Google Salesforce and Google Wave

Francis Francis Turner May 28th, 2009


The Google IO conference is providing a host of interesting announcements. One that is currently getting a good deal of coverage is “Google Wave“. Of course we have to see what actually shows up but what it looks like is a bunch of snazzy Web2.0 AJAXy (with added HTML 5!!!) frontends and tools to a wiki. This is not necessarily a bad thing - wikis tend to be somewhat idiosyncratic and also very poor at handling anything other than raw text - but a jazzed up Wiki doesn’t sound quite as revolutionary as perhaps Google would like us to think Wave is.

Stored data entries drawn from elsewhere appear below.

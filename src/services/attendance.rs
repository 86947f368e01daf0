//! # 출석 제출 검증 파이프라인 (AttendanceValidator)
//!
//! 학생의 출석 제출을 아래 순서대로 검사하고, 모두 통과하면 기록을 저장합니다.
//! 첫 번째 실패에서 멈추며, 단계마다 서로 다른 에러 종류를 돌려줍니다.
//!
//! ```text
//! 1. 세션 조회          → SessionNotFound
//! 2. 활성 여부          → SessionInactive
//! 3. 만료 여부          → SessionExpired
//! 4. 학생 신원          → StudentNotFound / InactiveStudent
//! 5. 수강 등록          → NotEnrolled
//! 6. 중복 출석 사전 검사 → DuplicateAttendance
//! 7. 지오펜스 거리       → OutOfRange (거리 포함)
//! 8. 기록 저장          → UNIQUE 위반 시 DuplicateAttendance
//! ```
//!
//! 순서가 곧 에러 우선순위입니다. 범위 밖에서 만료된 세션에 제출하면
//! 범위 밖이 아니라 만료 에러를 받습니다.

use std::sync::Arc;
use std::time::Duration;

use chrono::{DateTime, Utc};
use sqlx::SqlitePool;

use super::clock::Clock;
use super::enrollment::{check_student, EnrollmentGate};
use super::geo;
use super::sessions::SessionStore;
use super::{bounded, DEFAULT_STORE_TIMEOUT};
use crate::db;
use crate::error::AppError;
use crate::models::{
    AttendanceSession, AttendanceSubmission, ClassLocation, GeoPoint, MarkedAttendance,
};

/// 지오펜스 반경 기본값 (미터)
pub const DEFAULT_MAX_DISTANCE_METERS: f64 = 50.0;

/// 2~3단계: 세션이 활성이고 만료되지 않았는지 검사합니다.
pub fn check_session_state(session: &AttendanceSession, now: DateTime<Utc>) -> Result<(), AppError> {
    if !session.is_active {
        return Err(AppError::SessionInactive);
    }
    if session.is_expired_at(now) {
        return Err(AppError::SessionExpired);
    }
    Ok(())
}

/// 7단계: 교실과의 거리를 계산하고 허용 반경을 넘으면 거절합니다.
pub fn check_geofence(
    location: GeoPoint,
    classroom: &ClassLocation,
    max_distance_meters: f64,
) -> Result<f64, AppError> {
    let distance = geo::distance_between(location, classroom.point());
    if distance > max_distance_meters {
        return Err(AppError::OutOfRange {
            distance,
            max_distance: max_distance_meters,
        });
    }
    Ok(distance)
}

#[derive(Clone)]
pub struct AttendanceValidator {
    pool: SqlitePool,
    clock: Arc<dyn Clock>,
    sessions: SessionStore,
    enrollments: EnrollmentGate,
    timeout: Duration,
}

impl AttendanceValidator {
    pub fn new(
        pool: SqlitePool,
        clock: Arc<dyn Clock>,
        sessions: SessionStore,
        enrollments: EnrollmentGate,
    ) -> Self {
        Self {
            pool,
            clock,
            sessions,
            enrollments,
            timeout: DEFAULT_STORE_TIMEOUT,
        }
    }

    pub fn with_timeout(mut self, timeout: Duration) -> Self {
        self.timeout = timeout;
        self
    }

    /// 출석 제출을 검증하고 통과하면 기록을 저장합니다.
    ///
    /// 검증 에러(`AppError::is_validation`)는 그 제출에 대한 최종 결과이고,
    /// 저장소 에러와 시간 초과는 그대로 전파되어 호출자가 재시도 여부를 정합니다.
    pub async fn submit(&self, submission: AttendanceSubmission) -> Result<MarkedAttendance, AppError> {
        submission.location.validate()?;
        let max_distance = submission
            .max_distance_meters
            .unwrap_or(DEFAULT_MAX_DISTANCE_METERS);
        if !max_distance.is_finite() || max_distance < 0.0 {
            return Err(AppError::BadRequest(
                "max_distance_meters must be a non-negative number".to_string(),
            ));
        }

        let result = bounded(self.timeout, self.run_pipeline(&submission, max_distance)).await;

        match &result {
            Ok(marked) => tracing::info!(
                student_id = %submission.student_id,
                session_id = %marked.record.session_id,
                distance = marked.distance,
                "Attendance accepted"
            ),
            Err(e) if e.is_validation() => tracing::info!(
                student_id = %submission.student_id,
                kind = e.kind(),
                distance = e.distance(),
                "Attendance rejected"
            ),
            Err(e) => tracing::warn!(
                student_id = %submission.student_id,
                error = %e,
                "Attendance submission failed"
            ),
        }

        result
    }

    async fn run_pipeline(
        &self,
        submission: &AttendanceSubmission,
        max_distance: f64,
    ) -> Result<MarkedAttendance, AppError> {
        let now = self.clock.now();
        let student_id = submission.student_id.as_str();

        // 1. 세션 조회
        let session = self
            .sessions
            .resolve(&submission.session)
            .await?
            .ok_or(AppError::SessionNotFound)?;

        // 2-3. 활성/만료
        check_session_state(&session, now)?;

        // 4. 학생 신원
        check_student(db::users::find_identity(&self.pool, student_id).await?)?;

        // 5. 수강 등록
        if !self.enrollments.is_enrolled(student_id, &session.class_id).await? {
            return Err(AppError::NotEnrolled);
        }

        // 6. 중복 출석 (빠른 경로, 최종 판정은 8단계의 UNIQUE 제약)
        if db::records::find_for_session_and_student(&self.pool, &session.id, student_id)
            .await?
            .is_some()
        {
            return Err(AppError::DuplicateAttendance);
        }

        // 7. 지오펜스
        let class = db::classes::find_by_id(&self.pool, &session.class_id)
            .await?
            .ok_or(AppError::ClassNotFound)?;
        let distance = check_geofence(submission.location, &class.location, max_distance)?;

        // 8. 저장
        let id = uuid::Uuid::now_v7().to_string();
        let inserted = db::records::insert_record(
            &self.pool,
            &id,
            &session.id,
            student_id,
            submission.location,
            now,
        )
        .await;
        match inserted {
            Ok(()) => {}
            Err(e) if db::is_unique_violation(&e, "attendance_records.session_id") => {
                return Err(AppError::DuplicateAttendance);
            }
            Err(e) => return Err(e),
        }

        let record = db::records::get_record(&self.pool, &id)
            .await?
            .ok_or(AppError::Internal("Failed to retrieve attendance record".to_string()))?;

        Ok(MarkedAttendance { record, distance })
    }
}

On the other hand the announcement of SaaS/cloud interoperability between Google and Salesforce.com, which doesn’t sound particularly novel, may in fact be truly revolutionary for the users. By combining the clouds it becomes possible to write applications that use numerous Google tools and utilities (including I suppose Google Wave) and access the business data in Salesforce.com. This sort of integration may end up having a signficant effect on the business world at large because it permits even very small companies to have the seamless IT backend that hitherto have required large MIS organizations and have therefore only been possible for large enterprises. Indeed many large organizations have problems integrating customer facing sales and support data/applications with internal ones so it is possible that this integration may actually tip the balance in favor of smaller nimbler companies.

The one downside I can see with this integration is that it potentially leads to worse security breaches because a poorly written google API app could now expose all the salesforce.com data to an infiltrator. This, on the other hand, is something that the Wave team seem to have thought about since Wave will, we are told, not be tied to Google’s servers and can in fact be installed inside the company firewall.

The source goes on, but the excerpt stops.